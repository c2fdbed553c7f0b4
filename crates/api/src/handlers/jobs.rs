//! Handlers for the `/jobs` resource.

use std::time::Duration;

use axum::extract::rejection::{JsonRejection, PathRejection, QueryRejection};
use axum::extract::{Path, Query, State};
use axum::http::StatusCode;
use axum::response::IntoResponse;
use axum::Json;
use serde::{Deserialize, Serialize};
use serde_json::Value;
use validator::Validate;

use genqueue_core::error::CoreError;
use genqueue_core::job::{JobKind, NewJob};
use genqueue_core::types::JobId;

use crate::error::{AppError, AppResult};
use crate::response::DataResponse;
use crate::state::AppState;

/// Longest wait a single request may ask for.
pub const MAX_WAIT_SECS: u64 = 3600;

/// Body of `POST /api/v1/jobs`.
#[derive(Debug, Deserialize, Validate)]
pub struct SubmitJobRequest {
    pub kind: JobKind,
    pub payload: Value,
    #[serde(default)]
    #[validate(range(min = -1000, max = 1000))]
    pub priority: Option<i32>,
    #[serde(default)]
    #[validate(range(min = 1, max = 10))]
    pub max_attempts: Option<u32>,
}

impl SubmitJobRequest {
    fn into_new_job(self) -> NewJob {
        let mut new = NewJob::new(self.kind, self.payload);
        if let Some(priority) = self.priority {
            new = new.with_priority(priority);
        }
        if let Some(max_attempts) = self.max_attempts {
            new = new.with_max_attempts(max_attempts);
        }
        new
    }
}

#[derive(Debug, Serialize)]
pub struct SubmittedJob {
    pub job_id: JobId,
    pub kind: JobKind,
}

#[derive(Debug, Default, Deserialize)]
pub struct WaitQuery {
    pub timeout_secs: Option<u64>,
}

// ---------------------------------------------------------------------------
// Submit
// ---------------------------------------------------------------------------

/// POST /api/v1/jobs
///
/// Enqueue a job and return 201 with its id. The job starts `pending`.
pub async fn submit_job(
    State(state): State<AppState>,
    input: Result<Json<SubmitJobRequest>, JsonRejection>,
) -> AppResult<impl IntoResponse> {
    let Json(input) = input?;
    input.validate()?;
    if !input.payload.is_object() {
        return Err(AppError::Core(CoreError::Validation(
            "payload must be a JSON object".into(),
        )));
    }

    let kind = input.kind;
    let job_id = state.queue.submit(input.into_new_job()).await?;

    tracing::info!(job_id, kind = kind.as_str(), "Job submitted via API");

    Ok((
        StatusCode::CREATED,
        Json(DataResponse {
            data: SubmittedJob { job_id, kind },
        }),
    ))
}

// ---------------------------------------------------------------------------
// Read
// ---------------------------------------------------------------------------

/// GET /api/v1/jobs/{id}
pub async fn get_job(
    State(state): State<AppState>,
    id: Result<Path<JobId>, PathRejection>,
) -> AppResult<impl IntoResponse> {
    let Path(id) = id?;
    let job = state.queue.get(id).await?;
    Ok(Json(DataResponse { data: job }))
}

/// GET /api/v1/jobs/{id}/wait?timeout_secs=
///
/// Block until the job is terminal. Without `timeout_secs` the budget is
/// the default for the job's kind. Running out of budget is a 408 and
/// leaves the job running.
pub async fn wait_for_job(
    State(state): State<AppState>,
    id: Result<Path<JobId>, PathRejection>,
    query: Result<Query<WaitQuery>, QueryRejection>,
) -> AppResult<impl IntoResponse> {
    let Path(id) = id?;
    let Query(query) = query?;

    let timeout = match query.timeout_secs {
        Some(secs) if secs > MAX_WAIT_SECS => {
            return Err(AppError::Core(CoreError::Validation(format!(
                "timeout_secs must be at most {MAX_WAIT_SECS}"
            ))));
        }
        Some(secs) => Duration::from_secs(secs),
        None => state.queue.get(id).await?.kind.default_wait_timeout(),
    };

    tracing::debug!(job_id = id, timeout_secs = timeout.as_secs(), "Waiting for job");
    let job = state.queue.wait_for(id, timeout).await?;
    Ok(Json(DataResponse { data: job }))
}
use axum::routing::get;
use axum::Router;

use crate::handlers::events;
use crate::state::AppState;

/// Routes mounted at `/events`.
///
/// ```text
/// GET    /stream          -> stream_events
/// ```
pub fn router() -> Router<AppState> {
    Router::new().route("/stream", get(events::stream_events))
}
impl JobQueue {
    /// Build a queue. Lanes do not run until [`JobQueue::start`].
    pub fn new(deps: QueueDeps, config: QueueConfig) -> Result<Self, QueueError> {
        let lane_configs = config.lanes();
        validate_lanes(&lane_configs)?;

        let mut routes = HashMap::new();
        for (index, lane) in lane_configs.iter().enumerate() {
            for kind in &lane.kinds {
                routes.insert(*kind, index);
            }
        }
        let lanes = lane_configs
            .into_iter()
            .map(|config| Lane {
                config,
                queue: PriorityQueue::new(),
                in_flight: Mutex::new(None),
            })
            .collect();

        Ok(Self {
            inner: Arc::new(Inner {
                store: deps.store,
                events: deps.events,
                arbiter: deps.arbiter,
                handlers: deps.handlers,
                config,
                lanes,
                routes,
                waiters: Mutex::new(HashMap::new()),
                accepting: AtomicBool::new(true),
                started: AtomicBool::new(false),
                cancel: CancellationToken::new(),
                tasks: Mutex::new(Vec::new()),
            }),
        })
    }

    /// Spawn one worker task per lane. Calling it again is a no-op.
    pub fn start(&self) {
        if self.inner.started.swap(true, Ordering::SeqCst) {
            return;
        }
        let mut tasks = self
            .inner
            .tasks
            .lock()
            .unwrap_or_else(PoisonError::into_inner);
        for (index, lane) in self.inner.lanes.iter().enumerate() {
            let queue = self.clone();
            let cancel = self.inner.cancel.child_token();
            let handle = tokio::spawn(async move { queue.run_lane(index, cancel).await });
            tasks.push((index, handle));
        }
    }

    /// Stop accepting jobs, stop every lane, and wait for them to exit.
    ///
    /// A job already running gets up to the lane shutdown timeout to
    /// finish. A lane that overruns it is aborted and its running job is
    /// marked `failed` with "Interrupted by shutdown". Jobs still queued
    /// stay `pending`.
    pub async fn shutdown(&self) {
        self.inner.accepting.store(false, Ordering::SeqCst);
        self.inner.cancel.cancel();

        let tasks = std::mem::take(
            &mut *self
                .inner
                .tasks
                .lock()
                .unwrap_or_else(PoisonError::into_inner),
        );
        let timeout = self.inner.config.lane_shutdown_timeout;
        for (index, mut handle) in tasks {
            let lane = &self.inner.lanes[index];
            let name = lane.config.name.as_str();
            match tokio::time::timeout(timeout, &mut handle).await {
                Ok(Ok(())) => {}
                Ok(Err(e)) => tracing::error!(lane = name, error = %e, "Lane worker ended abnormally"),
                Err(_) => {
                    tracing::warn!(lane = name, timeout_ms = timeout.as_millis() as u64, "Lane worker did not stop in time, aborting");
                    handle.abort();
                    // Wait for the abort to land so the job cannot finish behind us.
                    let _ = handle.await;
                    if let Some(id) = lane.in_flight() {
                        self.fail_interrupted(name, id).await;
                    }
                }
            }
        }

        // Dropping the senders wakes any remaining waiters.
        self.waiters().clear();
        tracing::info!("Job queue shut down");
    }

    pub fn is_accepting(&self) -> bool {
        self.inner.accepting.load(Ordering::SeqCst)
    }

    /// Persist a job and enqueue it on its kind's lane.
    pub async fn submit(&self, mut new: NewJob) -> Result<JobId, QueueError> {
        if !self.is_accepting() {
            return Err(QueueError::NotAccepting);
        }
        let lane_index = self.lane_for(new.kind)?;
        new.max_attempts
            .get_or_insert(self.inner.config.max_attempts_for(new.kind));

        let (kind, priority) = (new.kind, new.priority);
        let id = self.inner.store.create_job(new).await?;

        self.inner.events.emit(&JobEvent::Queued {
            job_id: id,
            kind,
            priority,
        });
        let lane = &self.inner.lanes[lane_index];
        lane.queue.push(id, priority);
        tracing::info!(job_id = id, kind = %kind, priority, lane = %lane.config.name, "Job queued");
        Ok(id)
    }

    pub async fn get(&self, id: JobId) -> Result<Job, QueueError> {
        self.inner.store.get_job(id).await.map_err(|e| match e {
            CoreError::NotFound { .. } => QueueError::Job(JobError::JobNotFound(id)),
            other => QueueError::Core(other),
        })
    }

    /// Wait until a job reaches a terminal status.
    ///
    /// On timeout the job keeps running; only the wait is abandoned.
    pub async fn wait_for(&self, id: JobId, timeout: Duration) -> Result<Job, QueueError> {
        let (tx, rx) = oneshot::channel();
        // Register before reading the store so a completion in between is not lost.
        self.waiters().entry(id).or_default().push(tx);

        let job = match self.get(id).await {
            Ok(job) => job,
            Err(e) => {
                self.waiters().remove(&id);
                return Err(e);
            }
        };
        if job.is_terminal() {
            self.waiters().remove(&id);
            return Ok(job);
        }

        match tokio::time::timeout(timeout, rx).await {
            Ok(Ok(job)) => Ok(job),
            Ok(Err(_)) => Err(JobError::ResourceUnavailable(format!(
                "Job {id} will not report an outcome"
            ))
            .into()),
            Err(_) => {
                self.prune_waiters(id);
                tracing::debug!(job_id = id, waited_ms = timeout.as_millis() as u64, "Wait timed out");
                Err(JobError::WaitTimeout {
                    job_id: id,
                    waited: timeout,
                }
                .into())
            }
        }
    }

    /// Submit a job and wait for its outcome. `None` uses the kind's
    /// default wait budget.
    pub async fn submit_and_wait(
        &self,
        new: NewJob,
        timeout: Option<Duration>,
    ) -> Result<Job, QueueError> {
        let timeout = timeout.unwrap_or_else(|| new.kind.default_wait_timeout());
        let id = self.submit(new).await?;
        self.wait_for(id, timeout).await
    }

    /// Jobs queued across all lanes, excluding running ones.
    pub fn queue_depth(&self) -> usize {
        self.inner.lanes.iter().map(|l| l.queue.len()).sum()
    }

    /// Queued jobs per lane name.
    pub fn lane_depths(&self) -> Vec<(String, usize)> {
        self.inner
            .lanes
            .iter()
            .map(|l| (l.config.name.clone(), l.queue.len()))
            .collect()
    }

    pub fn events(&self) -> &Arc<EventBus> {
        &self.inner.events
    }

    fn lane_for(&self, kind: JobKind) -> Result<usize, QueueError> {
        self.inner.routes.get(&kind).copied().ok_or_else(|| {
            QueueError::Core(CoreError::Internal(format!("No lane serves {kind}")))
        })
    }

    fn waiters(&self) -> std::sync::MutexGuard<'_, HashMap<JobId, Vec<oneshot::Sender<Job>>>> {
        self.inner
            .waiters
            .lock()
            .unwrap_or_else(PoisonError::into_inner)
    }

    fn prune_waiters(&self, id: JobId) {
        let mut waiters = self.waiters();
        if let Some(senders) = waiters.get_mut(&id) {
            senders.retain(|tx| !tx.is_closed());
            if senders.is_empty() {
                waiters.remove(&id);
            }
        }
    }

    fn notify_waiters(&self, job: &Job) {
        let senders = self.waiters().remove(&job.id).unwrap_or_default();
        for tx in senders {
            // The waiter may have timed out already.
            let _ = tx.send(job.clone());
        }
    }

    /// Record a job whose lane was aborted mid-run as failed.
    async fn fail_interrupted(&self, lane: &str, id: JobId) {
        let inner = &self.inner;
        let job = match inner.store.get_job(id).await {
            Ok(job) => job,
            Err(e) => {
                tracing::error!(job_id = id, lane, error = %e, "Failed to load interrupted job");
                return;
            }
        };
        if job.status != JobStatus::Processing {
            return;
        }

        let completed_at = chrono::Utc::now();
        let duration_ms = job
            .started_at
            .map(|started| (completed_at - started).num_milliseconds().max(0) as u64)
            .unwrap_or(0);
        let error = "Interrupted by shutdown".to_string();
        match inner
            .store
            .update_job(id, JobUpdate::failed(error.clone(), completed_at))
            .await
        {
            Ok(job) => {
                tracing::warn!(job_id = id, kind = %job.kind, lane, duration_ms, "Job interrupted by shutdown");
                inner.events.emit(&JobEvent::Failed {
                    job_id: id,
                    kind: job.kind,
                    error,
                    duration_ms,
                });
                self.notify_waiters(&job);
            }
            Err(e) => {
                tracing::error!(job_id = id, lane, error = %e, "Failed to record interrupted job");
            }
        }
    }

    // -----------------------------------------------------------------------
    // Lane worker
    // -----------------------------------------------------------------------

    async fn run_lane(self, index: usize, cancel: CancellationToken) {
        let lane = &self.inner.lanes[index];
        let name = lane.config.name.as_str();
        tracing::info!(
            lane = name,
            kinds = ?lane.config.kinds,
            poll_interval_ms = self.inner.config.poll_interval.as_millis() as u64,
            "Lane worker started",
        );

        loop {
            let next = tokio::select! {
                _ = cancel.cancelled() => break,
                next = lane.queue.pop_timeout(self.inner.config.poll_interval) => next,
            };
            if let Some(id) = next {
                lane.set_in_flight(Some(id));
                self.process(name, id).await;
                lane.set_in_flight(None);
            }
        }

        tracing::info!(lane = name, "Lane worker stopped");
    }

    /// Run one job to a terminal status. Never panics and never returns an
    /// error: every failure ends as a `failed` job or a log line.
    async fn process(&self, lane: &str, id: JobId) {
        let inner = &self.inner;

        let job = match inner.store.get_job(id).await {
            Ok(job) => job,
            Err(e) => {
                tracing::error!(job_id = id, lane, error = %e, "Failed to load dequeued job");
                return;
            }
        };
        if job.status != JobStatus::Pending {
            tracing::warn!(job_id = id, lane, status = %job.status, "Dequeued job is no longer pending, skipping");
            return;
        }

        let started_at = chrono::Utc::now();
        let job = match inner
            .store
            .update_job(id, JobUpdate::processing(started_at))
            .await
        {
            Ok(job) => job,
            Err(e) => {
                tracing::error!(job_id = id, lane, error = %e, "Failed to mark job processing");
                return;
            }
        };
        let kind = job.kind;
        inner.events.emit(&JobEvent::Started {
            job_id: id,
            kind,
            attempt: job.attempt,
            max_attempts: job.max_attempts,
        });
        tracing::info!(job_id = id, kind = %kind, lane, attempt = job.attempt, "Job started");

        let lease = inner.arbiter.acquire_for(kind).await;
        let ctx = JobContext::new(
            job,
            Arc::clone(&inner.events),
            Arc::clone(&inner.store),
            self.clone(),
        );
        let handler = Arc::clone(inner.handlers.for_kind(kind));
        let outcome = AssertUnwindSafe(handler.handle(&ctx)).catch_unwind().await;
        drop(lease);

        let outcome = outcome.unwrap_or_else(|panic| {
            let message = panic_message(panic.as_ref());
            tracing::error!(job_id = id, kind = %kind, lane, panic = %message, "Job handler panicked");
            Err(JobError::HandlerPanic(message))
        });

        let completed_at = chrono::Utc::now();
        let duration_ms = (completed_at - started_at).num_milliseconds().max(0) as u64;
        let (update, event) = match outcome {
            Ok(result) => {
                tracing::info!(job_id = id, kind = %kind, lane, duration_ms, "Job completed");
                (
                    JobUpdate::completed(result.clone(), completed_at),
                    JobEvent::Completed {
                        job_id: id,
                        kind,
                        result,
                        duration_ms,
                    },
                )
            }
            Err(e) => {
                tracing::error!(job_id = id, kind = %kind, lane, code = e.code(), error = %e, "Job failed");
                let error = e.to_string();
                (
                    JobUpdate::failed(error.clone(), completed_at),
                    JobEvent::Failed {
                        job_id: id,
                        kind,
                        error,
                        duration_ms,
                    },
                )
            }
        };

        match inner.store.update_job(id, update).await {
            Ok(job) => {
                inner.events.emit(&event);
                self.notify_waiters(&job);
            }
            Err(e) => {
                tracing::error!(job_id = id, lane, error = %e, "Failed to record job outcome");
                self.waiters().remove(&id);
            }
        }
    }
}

⁂

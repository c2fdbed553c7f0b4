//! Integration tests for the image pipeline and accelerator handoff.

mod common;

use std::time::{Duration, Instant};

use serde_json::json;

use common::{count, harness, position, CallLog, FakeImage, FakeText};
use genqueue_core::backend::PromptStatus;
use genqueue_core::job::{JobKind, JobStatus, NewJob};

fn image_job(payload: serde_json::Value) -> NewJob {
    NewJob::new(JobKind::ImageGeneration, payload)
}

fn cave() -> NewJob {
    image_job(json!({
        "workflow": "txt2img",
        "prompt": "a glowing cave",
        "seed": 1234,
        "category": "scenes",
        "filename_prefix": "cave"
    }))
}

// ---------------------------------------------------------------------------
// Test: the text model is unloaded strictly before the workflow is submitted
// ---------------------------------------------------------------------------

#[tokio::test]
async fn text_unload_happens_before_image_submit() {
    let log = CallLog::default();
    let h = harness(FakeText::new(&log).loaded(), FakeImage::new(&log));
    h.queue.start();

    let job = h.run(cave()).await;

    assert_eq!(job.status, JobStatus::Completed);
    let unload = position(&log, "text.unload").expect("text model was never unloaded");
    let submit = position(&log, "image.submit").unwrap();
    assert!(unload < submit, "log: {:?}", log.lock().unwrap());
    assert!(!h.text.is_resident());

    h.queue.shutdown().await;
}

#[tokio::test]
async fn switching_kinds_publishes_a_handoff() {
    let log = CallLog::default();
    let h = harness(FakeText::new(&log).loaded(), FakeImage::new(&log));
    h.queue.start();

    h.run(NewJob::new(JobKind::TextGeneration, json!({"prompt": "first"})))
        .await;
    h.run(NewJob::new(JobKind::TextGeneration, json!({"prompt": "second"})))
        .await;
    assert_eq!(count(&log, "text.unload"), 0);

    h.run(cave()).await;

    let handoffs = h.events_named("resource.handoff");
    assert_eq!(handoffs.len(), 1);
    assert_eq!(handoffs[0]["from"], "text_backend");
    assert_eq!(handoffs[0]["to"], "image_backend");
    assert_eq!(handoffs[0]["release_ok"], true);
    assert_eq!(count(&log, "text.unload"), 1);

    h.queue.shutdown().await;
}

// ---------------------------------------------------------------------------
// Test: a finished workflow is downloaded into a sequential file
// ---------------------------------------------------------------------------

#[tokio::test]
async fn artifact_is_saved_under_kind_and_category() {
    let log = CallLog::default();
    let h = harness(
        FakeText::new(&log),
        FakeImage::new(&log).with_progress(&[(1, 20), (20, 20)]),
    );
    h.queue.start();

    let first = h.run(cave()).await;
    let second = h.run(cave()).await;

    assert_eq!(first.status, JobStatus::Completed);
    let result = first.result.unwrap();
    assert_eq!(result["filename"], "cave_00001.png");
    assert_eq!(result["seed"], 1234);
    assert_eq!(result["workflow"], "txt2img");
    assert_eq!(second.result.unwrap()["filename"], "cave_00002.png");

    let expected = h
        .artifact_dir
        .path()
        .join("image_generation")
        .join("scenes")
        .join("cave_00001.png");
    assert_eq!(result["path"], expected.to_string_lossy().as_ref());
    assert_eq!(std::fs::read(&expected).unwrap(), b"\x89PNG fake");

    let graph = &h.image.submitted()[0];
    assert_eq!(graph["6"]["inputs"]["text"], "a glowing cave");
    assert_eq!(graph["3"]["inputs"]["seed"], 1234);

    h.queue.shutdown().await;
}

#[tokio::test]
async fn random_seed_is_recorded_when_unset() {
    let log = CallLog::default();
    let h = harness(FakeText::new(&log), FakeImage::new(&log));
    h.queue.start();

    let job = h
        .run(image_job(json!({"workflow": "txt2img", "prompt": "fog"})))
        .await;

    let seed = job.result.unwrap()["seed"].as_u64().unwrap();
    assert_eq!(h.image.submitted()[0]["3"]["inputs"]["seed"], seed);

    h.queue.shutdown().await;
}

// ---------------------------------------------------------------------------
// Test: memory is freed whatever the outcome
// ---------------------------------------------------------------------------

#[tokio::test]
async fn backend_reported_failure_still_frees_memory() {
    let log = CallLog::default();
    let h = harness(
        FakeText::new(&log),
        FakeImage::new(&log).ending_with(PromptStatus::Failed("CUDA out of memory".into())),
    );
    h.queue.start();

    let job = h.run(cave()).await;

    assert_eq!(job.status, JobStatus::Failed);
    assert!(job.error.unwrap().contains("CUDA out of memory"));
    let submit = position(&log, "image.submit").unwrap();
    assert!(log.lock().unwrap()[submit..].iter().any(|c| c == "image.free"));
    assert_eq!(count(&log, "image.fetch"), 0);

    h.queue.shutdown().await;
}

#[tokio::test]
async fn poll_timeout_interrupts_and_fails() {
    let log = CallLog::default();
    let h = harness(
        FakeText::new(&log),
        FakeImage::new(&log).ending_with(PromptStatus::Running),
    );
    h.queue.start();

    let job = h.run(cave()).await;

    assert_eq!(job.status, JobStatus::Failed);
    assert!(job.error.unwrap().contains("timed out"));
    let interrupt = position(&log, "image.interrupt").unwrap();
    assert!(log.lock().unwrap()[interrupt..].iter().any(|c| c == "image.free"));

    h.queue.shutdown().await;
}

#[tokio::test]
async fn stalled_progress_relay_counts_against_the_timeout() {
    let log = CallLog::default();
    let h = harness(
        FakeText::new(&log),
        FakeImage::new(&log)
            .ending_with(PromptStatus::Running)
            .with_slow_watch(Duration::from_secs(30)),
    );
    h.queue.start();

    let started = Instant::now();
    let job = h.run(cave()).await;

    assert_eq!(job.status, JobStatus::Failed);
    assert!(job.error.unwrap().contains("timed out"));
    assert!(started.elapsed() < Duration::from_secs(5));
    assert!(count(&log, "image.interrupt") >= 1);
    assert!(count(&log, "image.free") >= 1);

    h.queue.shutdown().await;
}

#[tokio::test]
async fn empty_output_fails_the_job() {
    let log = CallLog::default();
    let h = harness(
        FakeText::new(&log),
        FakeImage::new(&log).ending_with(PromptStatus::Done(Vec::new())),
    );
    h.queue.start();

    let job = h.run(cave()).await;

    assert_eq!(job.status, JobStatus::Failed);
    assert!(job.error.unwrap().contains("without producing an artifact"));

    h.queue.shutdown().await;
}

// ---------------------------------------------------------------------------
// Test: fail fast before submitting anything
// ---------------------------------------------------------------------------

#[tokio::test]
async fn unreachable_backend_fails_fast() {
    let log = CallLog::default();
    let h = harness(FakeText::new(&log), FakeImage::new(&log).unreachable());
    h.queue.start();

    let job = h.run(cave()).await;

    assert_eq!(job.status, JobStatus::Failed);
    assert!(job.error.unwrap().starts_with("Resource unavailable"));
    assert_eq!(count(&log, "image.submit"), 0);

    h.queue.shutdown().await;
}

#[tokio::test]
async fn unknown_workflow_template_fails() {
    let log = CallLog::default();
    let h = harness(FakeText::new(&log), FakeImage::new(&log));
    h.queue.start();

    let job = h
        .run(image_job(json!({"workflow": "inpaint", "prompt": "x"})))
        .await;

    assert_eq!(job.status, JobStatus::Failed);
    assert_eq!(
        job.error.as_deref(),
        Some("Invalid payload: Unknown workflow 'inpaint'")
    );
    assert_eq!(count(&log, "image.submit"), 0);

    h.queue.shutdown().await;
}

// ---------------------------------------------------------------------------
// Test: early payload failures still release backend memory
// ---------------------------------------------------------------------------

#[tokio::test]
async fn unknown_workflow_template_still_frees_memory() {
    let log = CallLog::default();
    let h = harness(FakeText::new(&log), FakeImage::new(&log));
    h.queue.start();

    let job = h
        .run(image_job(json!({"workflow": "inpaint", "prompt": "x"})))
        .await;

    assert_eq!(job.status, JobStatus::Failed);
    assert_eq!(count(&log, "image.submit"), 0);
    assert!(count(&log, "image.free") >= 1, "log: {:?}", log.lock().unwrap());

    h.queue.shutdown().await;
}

⁂

■ WHAT TO WORK ON ■
Show all lines above containing "POST".

■ SOLUTION TO THIS TASK ■
/// Body of `POST /api/v1/jobs`.
/// POST /api/v1/jobs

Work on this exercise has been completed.